Los entornos extremos y sus habitantes extremófilos, en este sentido, son fundamentales para la astrobiología, “porque cualquier vida extrema en la Tierra es menos extrema que lo que podríamos encontrar en lugares como Marte, por ejemplo. Entonces, uno quiere buscar en lugares extremos, como el Salar de Ascotán, la Fosa de Atacama o un lago bajo el hielo antártico, expuestos a excesos o a la falta de algo que hace que la vida sea muy difícil ahí”. A partir de este conocimiento, añade el académico, la ciencia puede construir modelos de cómo podría darse la vida en otros lugares del universo y, en base a eso, definir su búsqueda. Sin embargo, advierte, “lo más interesante ocurre cuando uno encuentra lo inesperado, algo distinto que te obliga a cuestionarte tus fundamentos y a inventar un bosquejo distinto de cómo pueden ser las cosas. Cuando uno encuentra algo conocido lo podemos interpretar, pero si encontramos algo desconocido es muy difícil. Podríamos ver y detectar vidas sin saberlo”.
Por estas razones, el académico del Departamento de Astronomía de la U. de Chile destaca la importancia de generar un mayor contacto entre disciplinas para comprender la vida en la Tierra y fuera de ella. “Cuando uno empieza a hablar de astrobiología y uno viene de la astronomía, uno se maravilla con la biología y se da cuenta que tenemos mucho que conversar. Es difícil trabajar juntos porque los temas son tremendamente distintos, las técnicas de trabajo, de análisis, el vocabulario, es todo distinto. Sin embargo, tenemos intereses en común y es valioso ciertamente para nosotros el conocimiento generado desde la biología, así como desde otras disciplinas”.
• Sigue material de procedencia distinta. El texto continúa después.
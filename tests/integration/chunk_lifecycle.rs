#![allow(missing_docs)]

use std::path::PathBuf;
use std::sync::Arc;

use arborfs::admin::{mkfs, verify, VerifyLevel};
use arborfs::fs::{FileKind, Filesystem, FormatOptions, MountOptions};
use arborfs::types::objectid::FIRST_FREE as ROOT_DIR;
use arborfs::TreeId;

const FILE_LEN: usize = 2 << 20;
const FILES: usize = 40;

fn uncached_mount() -> MountOptions {
    MountOptions {
        background_flush: false,
        space_cache: false,
        ..MountOptions::default()
    }
}

fn data_chunks(fs: &Filesystem) -> usize {
    fs.with_state(|s| s.chunks.iter().filter(|c| c.lock().is_data()).count())
}

fn bytes_used(fs: &Filesystem) -> u64 {
    fs.superblock().bytes_used
}

fn fill(fs: &Arc<Filesystem>) {
    for i in 0..FILES {
        let name = format!("blob-{i:02}");
        let ino = fs
            .create(TreeId::FS, ROOT_DIR, name.as_bytes(), FileKind::File)
            .expect("create");
        fs.write(TreeId::FS, ino, 0, &vec![i as u8; FILE_LEN])
            .expect("write");
    }
}

fn images(dir: &tempfile::TempDir) -> Vec<PathBuf> {
    let paths = vec![dir.path().join("disk.img")];
    let opts = FormatOptions {
        space_cache: false,
        ..FormatOptions::scratch()
    };
    mkfs(&paths, 512 << 20, &opts, false).expect("mkfs");
    paths
}

#[test]
fn data_chunks_are_allocated_on_demand() {
    let dir = tempfile::tempdir().expect("tempdir");
    let paths = images(&dir);
    let fs = Filesystem::open_paths(&paths, uncached_mount()).expect("mount");
    assert_eq!(data_chunks(&fs), 0);
    let before = bytes_used(&fs);

    fill(&fs);
    fs.flush().expect("flush");
    assert!(data_chunks(&fs) >= 2, "{} data chunks", data_chunks(&fs));
    assert!(bytes_used(&fs) >= before + (FILES * FILE_LEN) as u64);
    drop(fs);

    let report = verify(&paths, VerifyLevel::Full).expect("verify");
    assert!(report.success, "{:?}", report.findings);
    assert!(report.counts.chunks >= 4);
}

#[test]
fn emptied_data_chunks_are_dropped_on_the_following_commit() {
    let dir = tempfile::tempdir().expect("tempdir");
    let paths = images(&dir);
    {
        let fs = Filesystem::open_paths(&paths, uncached_mount()).expect("mount");
        fill(&fs);
        fs.flush().expect("fill commit");
        let populated = bytes_used(&fs);

        for i in 0..FILES {
            let name = format!("blob-{i:02}");
            fs.unlink(TreeId::FS, ROOT_DIR, name.as_bytes()).expect("unlink");
        }
        fs.flush().expect("unlink commit");
        assert!(bytes_used(&fs) < populated);
        assert!(data_chunks(&fs) >= 2, "chunks linger until the next commit");

        let stats = fs.flush().expect("drop commit");
        assert!(stats.is_some(), "emptied chunks schedule another commit");
        assert_eq!(data_chunks(&fs), 0);
        assert_eq!(fs.flush().expect("idle"), None);
    }

    let fs = Filesystem::open_paths(&paths, uncached_mount()).expect("remount");
    assert_eq!(data_chunks(&fs), 0);
    assert!(fs.list_dir(TreeId::FS, ROOT_DIR).expect("list").is_empty());
    drop(fs);

    let report = verify(&paths, VerifyLevel::Full).expect("verify");
    assert!(report.success, "{:?}", report.findings);
}

#[test]
fn freed_space_is_reused_after_remount() {
    let dir = tempfile::tempdir().expect("tempdir");
    let paths = images(&dir);
    {
        let fs = Filesystem::open_paths(&paths, uncached_mount()).expect("mount");
        fill(&fs);
        for i in (0..FILES).step_by(2) {
            let name = format!("blob-{i:02}");
            fs.unlink(TreeId::FS, ROOT_DIR, name.as_bytes()).expect("unlink");
        }
        fs.shutdown().expect("shutdown");
    }

    let fs = Filesystem::open_paths(&paths, uncached_mount()).expect("remount");
    let chunks = data_chunks(&fs);
    let ino = fs
        .create(TreeId::FS, ROOT_DIR, b"refill", FileKind::File)
        .expect("create");
    fs.write(TreeId::FS, ino, 0, &vec![0xee; FILE_LEN]).expect("write");
    fs.flush().expect("flush");
    assert_eq!(data_chunks(&fs), chunks);
    assert_eq!(fs.read(TreeId::FS, ino).expect("read"), vec![0xee; FILE_LEN]);
    let kept = fs
        .lookup(TreeId::FS, ROOT_DIR, b"blob-01")
        .expect("lookup")
        .expect("odd blobs remain");
    assert_eq!(fs.read(TreeId::FS, kept).expect("read"), vec![1; FILE_LEN]);
}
A este trabajo se suma el creciente aporte de herramientas como la inteligencia artificial y la capacidad de supercómputo, instrumentos que contribuyen a acelerar los modelos de búsqueda mediante la detección de patrones y fenómenos extraños en el océano de datos que se generan a diario. Este es el trabajo que realiza, por ejemplo, el broker astronómico chileno ALeRCE (Automatic Learning for the Rapid Classification of Events), dirigido por el académico de la U. de Chile Francisco Förster. De esta manera, explica Teresa Paneque, muchas de estas observaciones “pasan primero por algoritmos que, en base a plantillas y cosas que esperamos detectar, pueden advertirnos de la existencia de algo importante o completamente distinto, difícil de clasificar. La inteligencia artificial puede ayudar mucho en la clasificación de observaciones y caracterización de algunas señales”. A futuro, además, debe considerarse el desarrollo de la computación cuántica, “que nos va a permitir ser capaces de resolver problemas y correr modelos de manera incluso más rápida”.